Margaery scoffed. He knew precisely why she had not stayed.

It had been hard enough to see her again at all. Even at a distance. Even when not talking to her beyond the awkward greeting.

She recognized that Loras was upset with her for leaving early, before the lavish day-after brunch; he had not believed the excuse of her important appointment in London for a second. He had wanted her there for all of his wedding festivities… but she just—she couldn’t.

Momentarily distracted by her guilty conscience, she forgot her perceptions about the dodgy building and forced herself and her carry-on through the squeaky door.

On the inside, stuffy, but warm air enwrapped her and brought a grasp of comfort, likewise when the interior appeared only marginally better than the outside. A worn down yellow-ish carpet lining the floor, and artificial wood boarding along the walls suffocated the lobby in an outdated and restrictive atmosphere.

On her way over to the reception-counter she established that the one thing this place had going in its favour was its pernickety cleanliness, underlined by the smell of bleach lingering in the air.

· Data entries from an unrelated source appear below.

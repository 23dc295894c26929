use bbs_core::model::AssembledTable;
use bbs_core::report::{ExtractionReport, HeaderOrigin};
use std::fmt::Write;

/// Render the assembled table with aligned columns.
pub fn format_table(table: &AssembledTable) -> String {
    let headers: Vec<String> = table.columns.iter().map(|c| c.to_string()).collect();
    let mut widths: Vec<usize> = headers.iter().map(|h| h.chars().count()).collect();
    for row in &table.rows {
        for (w, cell) in widths.iter_mut().zip(row) {
            *w = (*w).max(cell.chars().count());
        }
    }

    let mut out = String::new();
    push_row(&mut out, &headers, &widths);
    let rule: Vec<String> = widths.iter().map(|w| "-".repeat(*w)).collect();
    push_row(&mut out, &rule, &widths);
    for row in &table.rows {
        push_row(&mut out, row, &widths);
    }
    out.truncate(out.trim_end().len());
    out
}

fn push_row(out: &mut String, cells: &[String], widths: &[usize]) {
    let line: Vec<String> = cells
        .iter()
        .zip(widths)
        .map(|(cell, &width)| format!("{:<width$}", cell, width = width))
        .collect();
    let _ = writeln!(out, "{}", line.join("  ").trim_end());
}

/// Render the per-fragment diagnostics.
pub fn format_report(report: &ExtractionReport) -> String {
    let mut out = String::new();
    match report.start_page {
        Some(page) => {
            let _ = writeln!(out, "Schedule starts on page {page}");
        }
        None => {
            let _ = writeln!(out, "No page matches the schedule markers");
            return out;
        }
    }
    match report.flavor {
        Some(flavor) => {
            let _ = writeln!(out, "Tables detected with {flavor} strategy\n");
        }
        None => {
            let _ = writeln!(out, "No tables detected\n");
        }
    }

    for f in &report.fragments {
        let header = match f.header {
            HeaderOrigin::Detected => "own header",
            HeaderOrigin::Carried => "carried header",
            HeaderOrigin::Positional => "positional columns",
        };
        let _ = writeln!(
            out,
            "  #{} page {}: {}, {} -> {} rows (missing keys {}, sparse {}, no bar mark {})",
            f.fragment_index,
            f.page,
            header,
            f.rows_in,
            f.rows_kept,
            f.dropped.missing_keys,
            f.dropped.sparse,
            f.dropped.missing_bar_mark
        );
        if let Some(m) = &f.shape_mismatch {
            let _ = writeln!(
                out,
                "      {} columns vs {} in carried header",
                m.fragment_columns, m.header_columns
            );
        }
        if !f.dropped_columns.is_empty() {
            let names: Vec<String> = f.dropped_columns.iter().map(|c| c.to_string()).collect();
            let _ = writeln!(out, "      dropped empty columns: {}", names.join(", "));
        }
    }
    out.push('\n');
    out
}
use bbs_core::error::BbsError;
use bbs_core::mapping::{load_mapping, ColumnMapping};
use bbs_core::session::Session;
use std::path::PathBuf;

use crate::commands::{announce, upload, PipelineArgs};

pub fn run(
    pdf_file: PathBuf,
    pipeline: &PipelineArgs,
    mapping_file: Option<PathBuf>,
    auto: bool,
    output_file: PathBuf,
) -> Result<(), BbsError> {
    // Load the mapping before the slow extraction so a typo fails fast
    let explicit = mapping_file.as_deref().map(load_mapping).transpose()?;

    let pipeline = pipeline.build()?;
    let mut session = Session::new();
    let extraction = upload(&mut session, &pdf_file, &pipeline)?;
    if !announce(extraction) {
        return Ok(());
    }

    let mapping = match explicit {
        Some(mapping) => mapping,
        None if auto => ColumnMapping::matching_labels(&extraction.table.columns),
        None => {
            eprintln!("No mapping given; every column is ignored. Use --mapping FILE or --auto.");
            ColumnMapping::new()
        }
    };

    let bytes = session.generate(&mapping)?;
    std::fs::write(&output_file, bytes)?;
    eprintln!("Spreadsheet written to {}", output_file.display());
    Ok(())
}
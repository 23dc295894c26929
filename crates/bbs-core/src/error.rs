use std::path::PathBuf;

#[derive(Debug, thiserror::Error)]
pub enum BbsError {
    #[error("PDF extraction failed: {0}")]
    Extraction(String),

    #[error("pdftotext not found. Install poppler: brew install poppler (macOS) or apt install poppler-utils (Linux)")]
    PdftotextNotFound,

    #[error("pdftotext failed with exit code {code}: {stderr}")]
    PdftotextFailed { code: i32, stderr: String },

    #[error("camelot not found. Install it with: pip install \"camelot-py[base]\"")]
    CamelotNotFound,

    #[error("camelot failed with exit code {code}: {stderr}")]
    CamelotFailed { code: i32, stderr: String },

    #[error("invalid column mapping: {0}")]
    MappingInvalid(String),

    #[error("mapped source column '{0}' does not exist in the extracted table")]
    UnknownColumn(String),

    #[error("failed to load options from {path}: {reason}")]
    ConfigLoad { path: PathBuf, reason: String },

    #[error("invalid options: {0}")]
    InvalidOptions(String),

    #[error("nothing to export: {0}")]
    NothingToExport(String),

    #[error("spreadsheet export failed: {0}")]
    Export(String),

    #[error("IO error: {0}")]
    Io(#[from] std::io::Error),

    #[error("JSON error: {0}")]
    Json(#[from] serde_json::Error),

    #[error("CSV error: {0}")]
    Csv(#[from] csv::Error),
}
pub mod assemble;
pub mod clean;
pub mod filter;
pub mod header;

use crate::extraction::RawFragment;
use crate::model::{AssembledTable, ColumnKey, NormalizedTable};
use crate::report::{FragmentTrace, HeaderOrigin, ShapeMismatch};
use assemble::assemble;
use clean::{clean_cells, drop_empty_columns, flatten_newlines};
use filter::filter_rows;
use header::{find_header_row, make_unique};
use tracing::{debug, warn};

/// Result of normalizing one fragment.
#[derive(Debug, Clone)]
pub struct NormalizedFragment {
    pub table: NormalizedTable,
    /// Header labels to hand to the next fragment.
    pub carried: Option<Vec<String>>,
    pub header: HeaderOrigin,
    pub shape_mismatch: Option<ShapeMismatch>,
    pub dropped_columns: Vec<ColumnKey>,
}

/// Promote or inherit header labels, dedupe them, drop empty columns and
/// clean every cell.
///
/// `carried` is the header of the most recent fragment that had one. The
/// returned `carried` is this fragment's own header if it had one, otherwise
/// the input passed through unchanged.
pub fn normalize_fragment(
    fragment: &RawFragment,
    carried: Option<Vec<String>>,
) -> NormalizedFragment {
    let width = fragment.column_count();
    let mut rows: Vec<Vec<String>> = fragment
        .rows
        .iter()
        .map(|row| {
            let mut cells: Vec<String> =
                row.iter().map(|cell| flatten_newlines(cell)).collect();
            cells.resize(width, String::new());
            cells
        })
        .collect();

    let mut carried = carried;
    let mut detected = false;
    if let Some(idx) = find_header_row(&rows) {
        let header: Vec<String> = rows[idx].iter().map(|c| c.trim().to_string()).collect();
        rows.drain(..=idx);
        carried = Some(header);
        detected = true;
    }

    let mut shape_mismatch = None;
    let columns = match &carried {
        Some(labels) if labels.len() == width => make_unique(labels.clone())
            .into_iter()
            .map(ColumnKey::Label)
            .collect(),
        other => {
            if let Some(labels) = other {
                shape_mismatch = Some(ShapeMismatch {
                    fragment_columns: width,
                    header_columns: labels.len(),
                });
            }
            (0..width).map(ColumnKey::Position).collect()
        }
    };
    let header = match (detected, &shape_mismatch, &carried) {
        (_, Some(_), _) | (false, None, None) => HeaderOrigin::Positional,
        (true, None, _) => HeaderOrigin::Detected,
        (false, None, Some(_)) => HeaderOrigin::Carried,
    };

    let mut table = NormalizedTable { columns, rows };
    let dropped_columns = drop_empty_columns(&mut table);
    clean_cells(&mut table);

    NormalizedFragment {
        table,
        carried,
        header,
        shape_mismatch,
        dropped_columns,
    }
}

/// Normalize, filter and concatenate fragments in arrival order.
pub fn process_fragments(
    fragments: &[RawFragment],
    sparsity_threshold: f64,
) -> (AssembledTable, Vec<FragmentTrace>) {
    let mut carried: Option<Vec<String>> = None;
    let mut tables = Vec::new();
    let mut traces = Vec::with_capacity(fragments.len());

    for (fragment_index, fragment) in fragments.iter().enumerate() {
        let normalized = normalize_fragment(fragment, carried);
        carried = normalized.carried;

        if let Some(mismatch) = &normalized.shape_mismatch {
            warn!(
                fragment = fragment_index,
                page = fragment.page,
                fragment_columns = mismatch.fragment_columns,
                header_columns = mismatch.header_columns,
                "column count differs from carried header; using positional columns"
            );
        }

        let mut table = normalized.table;
        let rows_in = table.rows.len();
        let dropped = filter_rows(&mut table, sparsity_threshold);
        let rows_kept = table.rows.len();
        debug!(
            fragment = fragment_index,
            page = fragment.page,
            header = ?normalized.header,
            rows_in,
            rows_kept,
            "normalized fragment"
        );

        traces.push(FragmentTrace {
            fragment_index,
            page: fragment.page,
            header: normalized.header,
            shape_mismatch: normalized.shape_mismatch,
            dropped_columns: normalized.dropped_columns,
            rows_in,
            dropped,
            rows_kept,
        });

        if !table.is_empty() {
            tables.push(table);
        }
    }

    (assemble(tables), traces)
}

#[cfg(test)]
mod tests {
    use super::*;

    fn fragment(page: usize, data: &[&[&str]]) -> RawFragment {
        RawFragment::new(
            page,
            data.iter()
                .map(|r| r.iter().map(|c| c.to_string()).collect())
                .collect(),
        )
    }

    fn labels(table: &NormalizedTable) -> Vec<String> {
        table.columns.iter().map(|c| c.to_string()).collect()
    }

    #[test]
    fn test_header_row_is_promoted_and_rows_above_dropped() {
        let raw = fragment(
            1,
            &[
                &["Schedule", "", ""],
                &["Bar\nMark", " Type ", "Shape No."],
                &["B1", "T", "21"],
            ],
        );
        let out = normalize_fragment(&raw, None);
        assert_eq!(out.header, HeaderOrigin::Detected);
        assert_eq!(labels(&out.table), vec!["Bar Mark", "Type", "Shape No."]);
        assert_eq!(out.table.rows, vec![vec!["B1", "T", "21"]]);
        assert_eq!(
            out.carried,
            Some(vec!["Bar Mark".into(), "Type".into(), "Shape No.".into()])
        );
    }

    #[test]
    fn test_header_is_carried_to_matching_width() {
        let carried = Some(vec!["Bar Mark".to_string(), "Type".to_string()]);
        let raw = fragment(2, &[&["B7", "T"]]);
        let out = normalize_fragment(&raw, carried.clone());
        assert_eq!(out.header, HeaderOrigin::Carried);
        assert_eq!(labels(&out.table), vec!["Bar Mark", "Type"]);
        assert_eq!(out.carried, carried);
    }

    #[test]
    fn test_width_mismatch_falls_back_to_positions() {
        let carried = Some(vec!["Bar Mark".to_string(), "Type".to_string()]);
        let raw = fragment(2, &[&["B7", "T", "x"]]);
        let out = normalize_fragment(&raw, carried.clone());
        assert_eq!(out.header, HeaderOrigin::Positional);
        assert_eq!(
            out.shape_mismatch,
            Some(ShapeMismatch {
                fragment_columns: 3,
                header_columns: 2
            })
        );
        assert_eq!(
            out.table.columns,
            vec![
                ColumnKey::Position(0),
                ColumnKey::Position(1),
                ColumnKey::Position(2)
            ]
        );
        // the mismatching fragment does not replace the carried header
        assert_eq!(out.carried, carried);
        assert_eq!(out.table.rows.len(), 1);
    }

    #[test]
    fn test_no_header_anywhere_keeps_positions() {
        let raw = fragment(1, &[&["x", "y"], &["z", "w"]]);
        let out = normalize_fragment(&raw, None);
        assert_eq!(out.header, HeaderOrigin::Positional);
        assert!(out.shape_mismatch.is_none());
        assert_eq!(out.table.rows.len(), 2);
    }

    #[test]
    fn test_cells_are_cleaned_and_empty_columns_dropped() {
        let raw = fragment(
            1,
            &[
                &["Bar Mark", "Shape Code", "Note"],
                &["  B1 ", "2\n1", ""],
                &["B2", "  00", "  "],
            ],
        );
        let out = normalize_fragment(&raw, None);
        assert_eq!(labels(&out.table), vec!["Bar Mark", "Shape Code"]);
        assert_eq!(out.dropped_columns, vec![ColumnKey::Label("Note".into())]);
        assert_eq!(out.table.rows, vec![vec!["B1", "2 1"], vec!["B2", "00"]]);
    }

    #[test]
    fn test_process_fragments_keeps_arrival_order() {
        let frags = vec![
            fragment(
                1,
                &[
                    &["Bar Mark", "Type", "Shape No."],
                    &["B1", "T", "21"],
                    &["B2", "T", "00"],
                ],
            ),
            fragment(2, &[&["B3", "H", "11"]]),
        ];
        let (table, traces) = process_fragments(&frags, 0.5);
        let marks: Vec<String> = table.column_values(0);
        assert_eq!(marks, vec!["B1", "B2", "B3"]);
        assert_eq!(traces.len(), 2);
        assert_eq!(traces[1].header, HeaderOrigin::Carried);
        assert_eq!(traces[1].rows_kept, 1);
    }

    #[test]
    fn test_fully_filtered_fragment_contributes_nothing() {
        // after the blank third column is dropped each row is exactly half filled
        let frags = vec![fragment(1, &[&["a", "", ""], &["", "b", ""]])];
        let (table, traces) = process_fragments(&frags, 0.5);
        assert!(table.is_empty());
        assert_eq!(traces[0].dropped.sparse, 2);
        assert_eq!(traces[0].rows_kept, 0);
    }

    #[test]
    fn test_ragged_fragment_is_padded_to_widest_row() {
        let raw = RawFragment {
            page: 1,
            rows: vec![
                ["Bar Mark", "Type", "Size", "Total No.", "Shape No."]
                    .iter()
                    .map(|c| c.to_string())
                    .collect(),
                ["B1", "T", "12", "4", "21"]
                    .iter()
                    .map(|c| c.to_string())
                    .collect(),
                vec!["B2".to_string()],
            ],
        };
        let out = normalize_fragment(&raw, None);
        assert!(out.table.rows.iter().all(|r| r.len() == 5));

        let (table, traces) = process_fragments(&[raw], 0.5);
        assert_eq!(table.row_count(), 1);
        assert_eq!(traces[0].dropped.missing_keys, 1);
    }
}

When she hit the table bell, it took only a split second for a woman to appear from a door behind the counter and address her with a cordial smile.

The way the woman’s appearance seamlessly fit into the interior was nothing short of fascinating. Not a single hair in her back-combed Thatcher-esque hair was out of place. Her bright pink lipstick and turquoise eyeshadow mirrored the colour of her woollen ankle-length skirt. Altogether a flawless appearance, only a completely outdated one.

“Glad to see you made your way here in this ghastly weather.”

Some of Margaery’s tension disappeared with the warm words, and she presented a smile in response. “It was a close call,” she replied through a sigh. “The taxi had its troubles to get here through the snowdrifts.”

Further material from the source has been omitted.